What the task asks.
Send back every record exactly.

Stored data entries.
▼

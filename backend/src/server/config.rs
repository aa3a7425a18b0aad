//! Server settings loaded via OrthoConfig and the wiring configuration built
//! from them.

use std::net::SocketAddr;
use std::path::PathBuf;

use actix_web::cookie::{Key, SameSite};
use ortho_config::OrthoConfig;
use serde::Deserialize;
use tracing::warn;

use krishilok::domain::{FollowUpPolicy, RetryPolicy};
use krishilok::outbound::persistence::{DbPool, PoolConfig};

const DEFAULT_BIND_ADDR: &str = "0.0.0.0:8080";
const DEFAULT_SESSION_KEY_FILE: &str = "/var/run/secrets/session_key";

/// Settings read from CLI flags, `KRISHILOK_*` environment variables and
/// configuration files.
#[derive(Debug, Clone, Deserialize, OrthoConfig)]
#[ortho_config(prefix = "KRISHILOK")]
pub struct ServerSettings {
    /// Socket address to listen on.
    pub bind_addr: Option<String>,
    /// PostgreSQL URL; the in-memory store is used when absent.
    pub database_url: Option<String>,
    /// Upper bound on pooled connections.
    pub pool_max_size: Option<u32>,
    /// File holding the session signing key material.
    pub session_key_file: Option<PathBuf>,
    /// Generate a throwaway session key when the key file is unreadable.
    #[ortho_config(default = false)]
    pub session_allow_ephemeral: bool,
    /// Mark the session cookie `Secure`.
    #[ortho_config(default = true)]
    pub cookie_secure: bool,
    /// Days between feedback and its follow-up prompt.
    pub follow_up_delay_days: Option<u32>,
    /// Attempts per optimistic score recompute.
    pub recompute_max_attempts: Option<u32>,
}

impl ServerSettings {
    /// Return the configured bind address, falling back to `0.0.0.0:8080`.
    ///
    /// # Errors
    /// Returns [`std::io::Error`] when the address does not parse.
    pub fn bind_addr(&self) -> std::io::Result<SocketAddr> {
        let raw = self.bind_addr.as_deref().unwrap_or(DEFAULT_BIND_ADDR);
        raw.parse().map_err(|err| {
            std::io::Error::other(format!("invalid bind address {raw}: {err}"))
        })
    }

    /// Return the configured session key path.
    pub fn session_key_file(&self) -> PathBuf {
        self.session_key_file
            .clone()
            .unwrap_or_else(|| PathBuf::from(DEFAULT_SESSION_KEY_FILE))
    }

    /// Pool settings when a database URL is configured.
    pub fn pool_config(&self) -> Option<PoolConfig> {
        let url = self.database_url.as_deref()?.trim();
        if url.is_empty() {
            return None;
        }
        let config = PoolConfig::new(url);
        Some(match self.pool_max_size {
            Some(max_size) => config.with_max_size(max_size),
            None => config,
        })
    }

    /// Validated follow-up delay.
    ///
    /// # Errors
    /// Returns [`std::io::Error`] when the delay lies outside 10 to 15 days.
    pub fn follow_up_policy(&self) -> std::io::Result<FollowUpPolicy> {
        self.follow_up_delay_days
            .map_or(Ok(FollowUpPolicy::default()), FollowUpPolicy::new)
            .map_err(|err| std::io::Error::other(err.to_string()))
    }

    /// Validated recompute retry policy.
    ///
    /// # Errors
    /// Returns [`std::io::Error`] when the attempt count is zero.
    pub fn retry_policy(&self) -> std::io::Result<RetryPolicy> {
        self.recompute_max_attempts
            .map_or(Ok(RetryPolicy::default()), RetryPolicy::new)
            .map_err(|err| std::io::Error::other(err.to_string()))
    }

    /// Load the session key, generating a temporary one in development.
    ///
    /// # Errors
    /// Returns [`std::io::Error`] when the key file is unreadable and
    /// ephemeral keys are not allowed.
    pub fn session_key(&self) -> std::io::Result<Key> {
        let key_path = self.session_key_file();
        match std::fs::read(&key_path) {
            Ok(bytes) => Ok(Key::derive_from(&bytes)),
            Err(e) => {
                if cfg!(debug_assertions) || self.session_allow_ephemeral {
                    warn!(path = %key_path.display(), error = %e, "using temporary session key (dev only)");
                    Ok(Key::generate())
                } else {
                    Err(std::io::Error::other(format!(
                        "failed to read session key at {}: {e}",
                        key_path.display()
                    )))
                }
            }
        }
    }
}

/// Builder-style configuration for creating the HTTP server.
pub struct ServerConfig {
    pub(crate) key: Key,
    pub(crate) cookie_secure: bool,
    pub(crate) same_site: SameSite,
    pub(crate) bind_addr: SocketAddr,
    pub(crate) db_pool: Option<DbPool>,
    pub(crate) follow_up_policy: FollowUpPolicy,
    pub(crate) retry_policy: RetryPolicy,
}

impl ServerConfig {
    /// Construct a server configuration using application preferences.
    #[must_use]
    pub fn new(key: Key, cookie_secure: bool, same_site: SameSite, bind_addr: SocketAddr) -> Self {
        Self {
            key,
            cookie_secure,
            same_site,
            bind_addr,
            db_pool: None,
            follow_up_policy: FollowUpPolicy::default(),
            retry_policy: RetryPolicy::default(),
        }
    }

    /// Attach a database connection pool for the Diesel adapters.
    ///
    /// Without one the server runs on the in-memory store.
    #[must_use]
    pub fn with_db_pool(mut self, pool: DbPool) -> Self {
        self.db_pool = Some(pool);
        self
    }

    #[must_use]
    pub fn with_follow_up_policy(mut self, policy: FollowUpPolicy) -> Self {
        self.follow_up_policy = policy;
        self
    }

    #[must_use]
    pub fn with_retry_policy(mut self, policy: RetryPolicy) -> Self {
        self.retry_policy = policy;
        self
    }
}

▲

Response below.
filename backend/src/server/config.rs
repository aa3a7425a18b0aad
//! Server settings loaded via OrthoConfig and the wiring configuration built
//! from them.

use std::net::SocketAddr;
use std::path::PathBuf;

use actix_web::cookie::{Key, SameSite};
use ortho_config::OrthoConfig;
use serde::Deserialize;
use tracing::warn;

use krishilok::domain::{FollowUpPolicy, RetryPolicy};
use krishilok::outbound::persistence::{DbPool, PoolConfig};

const DEFAULT_BIND_ADDR: &str = "0.0.0.0:8080";
const DEFAULT_SESSION_KEY_FILE: &str = "/var/run/secrets/session_key";

/// Settings read from CLI flags, `KRISHILOK_*` environment variables and
/// configuration files.
#[derive(Debug, Clone, Deserialize, OrthoConfig)]
#[ortho_config(prefix = "KRISHILOK")]
pub struct ServerSettings {
    /// Socket address to listen on.
    pub bind_addr: Option<String>,
    /// PostgreSQL URL; the in-memory store is used when absent.
    pub database_url: Option<String>,
    /// Upper bound on pooled connections.
    pub pool_max_size: Option<u32>,
    /// File holding the session signing key material.
    pub session_key_file: Option<PathBuf>,
    /// Generate a throwaway session key when the key file is unreadable.
    #[ortho_config(default = false)]
    pub session_allow_ephemeral: bool,
    /// Mark the session cookie `Secure`.
    #[ortho_config(default = true)]
    pub cookie_secure: bool,
    /// Days between feedback and its follow-up prompt.
    pub follow_up_delay_days: Option<u32>,
    /// Attempts per optimistic score recompute.
    pub recompute_max_attempts: Option<u32>,
}

impl ServerSettings {
    /// Return the configured bind address, falling back to `0.0.0.0:8080`.
    ///
    /// # Errors
    /// Returns [`std::io::Error`] when the address does not parse.
    pub fn bind_addr(&self) -> std::io::Result<SocketAddr> {
        let raw = self.bind_addr.as_deref().unwrap_or(DEFAULT_BIND_ADDR);
        raw.parse().map_err(|err| {
            std::io::Error::other(format!("invalid bind address {raw}: {err}"))
        })
    }

    /// Return the configured session key path.
    pub fn session_key_file(&self) -> PathBuf {
        self.session_key_file
            .clone()
            .unwrap_or_else(|| PathBuf::from(DEFAULT_SESSION_KEY_FILE))
    }

    /// Pool settings when a database URL is configured.
    pub fn pool_config(&self) -> Option<PoolConfig> {
        let url = self.database_url.as_deref()?.trim();
        if url.is_empty() {
            return None;
        }
        let config = PoolConfig::new(url);
        Some(match self.pool_max_size {
            Some(max_size) => config.with_max_size(max_size),
            None => config,
        })
    }

    /// Validated follow-up delay.
    ///
    /// # Errors
    /// Returns [`std::io::Error`] when the delay lies outside 10 to 15 days.
    pub fn follow_up_policy(&self) -> std::io::Result<FollowUpPolicy> {
        self.follow_up_delay_days
            .map_or(Ok(FollowUpPolicy::default()), FollowUpPolicy::new)
            .map_err(|err| std::io::Error::other(err.to_string()))
    }

    /// Validated recompute retry policy.
    ///
    /// # Errors
    /// Returns [`std::io::Error`] when the attempt count is zero.
    pub fn retry_policy(&self) -> std::io::Result<RetryPolicy> {
        self.recompute_max_attempts
            .map_or(Ok(RetryPolicy::default()), RetryPolicy::new)
            .map_err(|err| std::io::Error::other(err.to_string()))
    }

    /// Load the session key, generating a temporary one in development.
    ///
    /// # Errors
    /// Returns [`std::io::Error`] when the key file is unreadable and
    /// ephemeral keys are not allowed.
    pub fn session_key(&self) -> std::io::Result<Key> {
        let key_path = self.session_key_file();
        match std::fs::read(&key_path) {
            Ok(bytes) => Ok(Key::derive_from(&bytes)),
            Err(e) => {
                if cfg!(debug_assertions) || self.session_allow_ephemeral {
                    warn!(path = %key_path.display(), error = %e, "using temporary session key (dev only)");
                    Ok(Key::generate())
                } else {
                    Err(std::io::Error::other(format!(
                        "failed to read session key at {}: {e}",
                        key_path.display()
                    )))
                }
            }
        }
    }
}

/// Builder-style configuration for creating the HTTP server.
pub struct ServerConfig {
    pub(crate) key: Key,
    pub(crate) cookie_secure: bool,
    pub(crate) same_site: SameSite,
    pub(crate) bind_addr: SocketAddr,
    pub(crate) db_pool: Option<DbPool>,
    pub(crate) follow_up_policy: FollowUpPolicy,
    pub(crate) retry_policy: RetryPolicy,
}

impl ServerConfig {
    /// Construct a server configuration using application preferences.
    #[must_use]
    pub fn new(key: Key, cookie_secure: bool, same_site: SameSite, bind_addr: SocketAddr) -> Self {
        Self {
            key,
            cookie_secure,
            same_site,
            bind_addr,
            db_pool: None,
            follow_up_policy: FollowUpPolicy::default(),
            retry_policy: RetryPolicy::default(),
        }
    }

    /// Attach a database connection pool for the Diesel adapters.
    ///
    /// Without one the server runs on the in-memory store.
    #[must_use]
    pub fn with_db_pool(mut self, pool: DbPool) -> Self {
        self.db_pool = Some(pool);
        self
    }

    #[must_use]
    pub fn with_follow_up_policy(mut self, policy: FollowUpPolicy) -> Self {
        self.follow_up_policy = policy;
        self
    }

    #[must_use]
    pub fn with_retry_policy(mut self, policy: RetryPolicy) -> Self {
        self.retry_policy = policy;
        self
    }
}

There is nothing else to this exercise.